--- Work item ---
Print out the entries below with no edits.

--- Dataset extract ---
************

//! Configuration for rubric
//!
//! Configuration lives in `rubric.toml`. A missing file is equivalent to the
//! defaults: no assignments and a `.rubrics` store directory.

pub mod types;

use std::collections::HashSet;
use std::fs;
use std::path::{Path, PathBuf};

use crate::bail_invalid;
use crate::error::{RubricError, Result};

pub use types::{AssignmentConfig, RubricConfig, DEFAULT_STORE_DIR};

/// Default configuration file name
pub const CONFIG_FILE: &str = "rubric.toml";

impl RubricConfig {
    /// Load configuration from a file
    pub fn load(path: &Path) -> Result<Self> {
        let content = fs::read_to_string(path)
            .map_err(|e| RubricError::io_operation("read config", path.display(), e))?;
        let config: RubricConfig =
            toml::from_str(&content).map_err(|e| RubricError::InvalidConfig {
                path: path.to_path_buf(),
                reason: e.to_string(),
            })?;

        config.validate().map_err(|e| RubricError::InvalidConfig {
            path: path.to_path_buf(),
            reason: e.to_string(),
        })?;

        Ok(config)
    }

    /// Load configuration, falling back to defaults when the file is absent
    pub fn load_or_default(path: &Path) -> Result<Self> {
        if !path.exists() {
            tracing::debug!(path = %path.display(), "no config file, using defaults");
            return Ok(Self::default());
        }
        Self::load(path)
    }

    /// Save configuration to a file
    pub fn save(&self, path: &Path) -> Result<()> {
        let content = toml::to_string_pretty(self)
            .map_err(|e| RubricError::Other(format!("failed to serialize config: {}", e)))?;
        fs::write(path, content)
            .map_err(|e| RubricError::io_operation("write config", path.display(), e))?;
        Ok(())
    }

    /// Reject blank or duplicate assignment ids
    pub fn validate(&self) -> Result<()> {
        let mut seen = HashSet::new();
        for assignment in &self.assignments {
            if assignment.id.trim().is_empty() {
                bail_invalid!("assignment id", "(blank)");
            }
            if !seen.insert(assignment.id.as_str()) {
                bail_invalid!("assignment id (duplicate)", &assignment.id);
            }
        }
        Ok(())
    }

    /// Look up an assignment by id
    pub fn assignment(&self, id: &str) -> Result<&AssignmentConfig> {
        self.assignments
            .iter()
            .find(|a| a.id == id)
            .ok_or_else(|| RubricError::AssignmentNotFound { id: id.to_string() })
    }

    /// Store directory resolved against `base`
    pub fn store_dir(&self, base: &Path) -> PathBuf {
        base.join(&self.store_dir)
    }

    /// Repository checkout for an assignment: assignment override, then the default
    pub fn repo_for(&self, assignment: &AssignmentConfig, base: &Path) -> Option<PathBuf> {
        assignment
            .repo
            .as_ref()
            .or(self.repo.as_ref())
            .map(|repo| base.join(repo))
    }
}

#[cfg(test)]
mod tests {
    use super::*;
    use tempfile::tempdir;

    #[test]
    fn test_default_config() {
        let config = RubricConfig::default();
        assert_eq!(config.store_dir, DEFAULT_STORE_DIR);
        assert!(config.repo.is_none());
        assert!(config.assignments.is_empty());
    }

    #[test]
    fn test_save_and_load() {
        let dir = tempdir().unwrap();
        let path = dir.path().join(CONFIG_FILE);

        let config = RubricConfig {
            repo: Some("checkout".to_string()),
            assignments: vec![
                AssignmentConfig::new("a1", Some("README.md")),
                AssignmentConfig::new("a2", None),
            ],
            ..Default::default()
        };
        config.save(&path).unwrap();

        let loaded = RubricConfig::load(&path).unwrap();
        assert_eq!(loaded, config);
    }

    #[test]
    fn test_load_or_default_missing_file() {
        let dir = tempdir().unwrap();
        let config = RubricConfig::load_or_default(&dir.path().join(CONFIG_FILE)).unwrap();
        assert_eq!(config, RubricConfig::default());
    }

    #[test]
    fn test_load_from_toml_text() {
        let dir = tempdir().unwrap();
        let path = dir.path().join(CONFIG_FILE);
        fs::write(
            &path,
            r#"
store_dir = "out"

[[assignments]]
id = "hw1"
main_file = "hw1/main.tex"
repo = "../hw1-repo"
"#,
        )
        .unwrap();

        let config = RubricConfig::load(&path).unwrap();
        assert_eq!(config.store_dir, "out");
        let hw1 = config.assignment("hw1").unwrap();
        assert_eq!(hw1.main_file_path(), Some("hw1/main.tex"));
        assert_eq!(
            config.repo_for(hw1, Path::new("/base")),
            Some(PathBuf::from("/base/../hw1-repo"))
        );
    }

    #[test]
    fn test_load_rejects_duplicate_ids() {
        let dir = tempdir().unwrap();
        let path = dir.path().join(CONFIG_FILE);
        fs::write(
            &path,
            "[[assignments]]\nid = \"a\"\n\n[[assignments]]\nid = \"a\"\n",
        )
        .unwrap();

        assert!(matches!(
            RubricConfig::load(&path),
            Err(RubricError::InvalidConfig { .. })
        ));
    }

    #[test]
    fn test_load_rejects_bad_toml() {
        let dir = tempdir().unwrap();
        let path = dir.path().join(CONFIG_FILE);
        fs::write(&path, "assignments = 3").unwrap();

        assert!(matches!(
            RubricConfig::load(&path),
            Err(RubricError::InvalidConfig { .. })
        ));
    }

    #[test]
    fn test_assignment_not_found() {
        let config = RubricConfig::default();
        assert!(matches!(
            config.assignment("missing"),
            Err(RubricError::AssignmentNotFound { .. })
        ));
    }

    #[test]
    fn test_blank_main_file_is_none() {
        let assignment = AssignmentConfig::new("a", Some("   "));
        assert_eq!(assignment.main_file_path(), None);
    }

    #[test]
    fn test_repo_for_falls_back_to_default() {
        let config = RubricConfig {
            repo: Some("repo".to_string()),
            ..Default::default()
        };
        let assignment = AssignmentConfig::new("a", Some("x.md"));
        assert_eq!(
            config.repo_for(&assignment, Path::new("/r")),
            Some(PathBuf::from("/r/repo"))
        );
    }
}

************

--- Expected answer ---
//! Configuration for rubric
//!
//! Configuration lives in `rubric.toml`. A missing file is equivalent to the
//! defaults: no assignments and a `.rubrics` store directory.

pub mod types;

use std::collections::HashSet;
use std::fs;
use std::path::{Path, PathBuf};

use crate::bail_invalid;
use crate::error::{RubricError, Result};

pub use types::{AssignmentConfig, RubricConfig, DEFAULT_STORE_DIR};

/// Default configuration file name
pub const CONFIG_FILE: &str = "rubric.toml";

impl RubricConfig {
    /// Load configuration from a file
    pub fn load(path: &Path) -> Result<Self> {
        let content = fs::read_to_string(path)
            .map_err(|e| RubricError::io_operation("read config", path.display(), e))?;
        let config: RubricConfig =
            toml::from_str(&content).map_err(|e| RubricError::InvalidConfig {
                path: path.to_path_buf(),
                reason: e.to_string(),
            })?;

        config.validate().map_err(|e| RubricError::InvalidConfig {
            path: path.to_path_buf(),
            reason: e.to_string(),
        })?;

        Ok(config)
    }

    /// Load configuration, falling back to defaults when the file is absent
    pub fn load_or_default(path: &Path) -> Result<Self> {
        if !path.exists() {
            tracing::debug!(path = %path.display(), "no config file, using defaults");
            return Ok(Self::default());
        }
        Self::load(path)
    }

    /// Save configuration to a file
    pub fn save(&self, path: &Path) -> Result<()> {
        let content = toml::to_string_pretty(self)
            .map_err(|e| RubricError::Other(format!("failed to serialize config: {}", e)))?;
        fs::write(path, content)
            .map_err(|e| RubricError::io_operation("write config", path.display(), e))?;
        Ok(())
    }

    /// Reject blank or duplicate assignment ids
    pub fn validate(&self) -> Result<()> {
        let mut seen = HashSet::new();
        for assignment in &self.assignments {
            if assignment.id.trim().is_empty() {
                bail_invalid!("assignment id", "(blank)");
            }
            if !seen.insert(assignment.id.as_str()) {
                bail_invalid!("assignment id (duplicate)", &assignment.id);
            }
        }
        Ok(())
    }

    /// Look up an assignment by id
    pub fn assignment(&self, id: &str) -> Result<&AssignmentConfig> {
        self.assignments
            .iter()
            .find(|a| a.id == id)
            .ok_or_else(|| RubricError::AssignmentNotFound { id: id.to_string() })
    }

    /// Store directory resolved against `base`
    pub fn store_dir(&self, base: &Path) -> PathBuf {
        base.join(&self.store_dir)
    }

    /// Repository checkout for an assignment: assignment override, then the default
    pub fn repo_for(&self, assignment: &AssignmentConfig, base: &Path) -> Option<PathBuf> {
        assignment
            .repo
            .as_ref()
            .or(self.repo.as_ref())
            .map(|repo| base.join(repo))
    }
}

#[cfg(test)]
mod tests {
    use super::*;
    use tempfile::tempdir;

    #[test]
    fn test_default_config() {
        let config = RubricConfig::default();
        assert_eq!(config.store_dir, DEFAULT_STORE_DIR);
        assert!(config.repo.is_none());
        assert!(config.assignments.is_empty());
    }

    #[test]
    fn test_save_and_load() {
        let dir = tempdir().unwrap();
        let path = dir.path().join(CONFIG_FILE);

        let config = RubricConfig {
            repo: Some("checkout".to_string()),
            assignments: vec![
                AssignmentConfig::new("a1", Some("README.md")),
                AssignmentConfig::new("a2", None),
            ],
            ..Default::default()
        };
        config.save(&path).unwrap();

        let loaded = RubricConfig::load(&path).unwrap();
        assert_eq!(loaded, config);
    }

    #[test]
    fn test_load_or_default_missing_file() {
        let dir = tempdir().unwrap();
        let config = RubricConfig::load_or_default(&dir.path().join(CONFIG_FILE)).unwrap();
        assert_eq!(config, RubricConfig::default());
    }

    #[test]
    fn test_load_from_toml_text() {
        let dir = tempdir().unwrap();
        let path = dir.path().join(CONFIG_FILE);
        fs::write(
            &path,
            r#"
store_dir = "out"

[[assignments]]
id = "hw1"
main_file = "hw1/main.tex"
repo = "../hw1-repo"
"#,
        )
        .unwrap();

        let config = RubricConfig::load(&path).unwrap();
        assert_eq!(config.store_dir, "out");
        let hw1 = config.assignment("hw1").unwrap();
        assert_eq!(hw1.main_file_path(), Some("hw1/main.tex"));
        assert_eq!(
            config.repo_for(hw1, Path::new("/base")),
            Some(PathBuf::from("/base/../hw1-repo"))
        );
    }

    #[test]
    fn test_load_rejects_duplicate_ids() {
        let dir = tempdir().unwrap();
        let path = dir.path().join(CONFIG_FILE);
        fs::write(
            &path,
            "[[assignments]]\nid = \"a\"\n\n[[assignments]]\nid = \"a\"\n",
        )
        .unwrap();

        assert!(matches!(
            RubricConfig::load(&path),
            Err(RubricError::InvalidConfig { .. })
        ));
    }

    #[test]
    fn test_load_rejects_bad_toml() {
        let dir = tempdir().unwrap();
        let path = dir.path().join(CONFIG_FILE);
        fs::write(&path, "assignments = 3").unwrap();

        assert!(matches!(
            RubricConfig::load(&path),
            Err(RubricError::InvalidConfig { .. })
        ));
    }

    #[test]
    fn test_assignment_not_found() {
        let config = RubricConfig::default();
        assert!(matches!(
            config.assignment("missing"),
            Err(RubricError::AssignmentNotFound { .. })
        ));
    }

    #[test]
    fn test_blank_main_file_is_none() {
        let assignment = AssignmentConfig::new("a", Some("   "));
        assert_eq!(assignment.main_file_path(), None);
    }

    #[test]
    fn test_repo_for_falls_back_to_default() {
        let config = RubricConfig {
            repo: Some("repo".to_string()),
            ..Default::default()
        };
        let assignment = AssignmentConfig::new("a", Some("x.md"));
        assert_eq!(
            config.repo_for(&assignment, Path::new("/r")),
            Some(PathBuf::from("/r/repo"))
        );
    }
}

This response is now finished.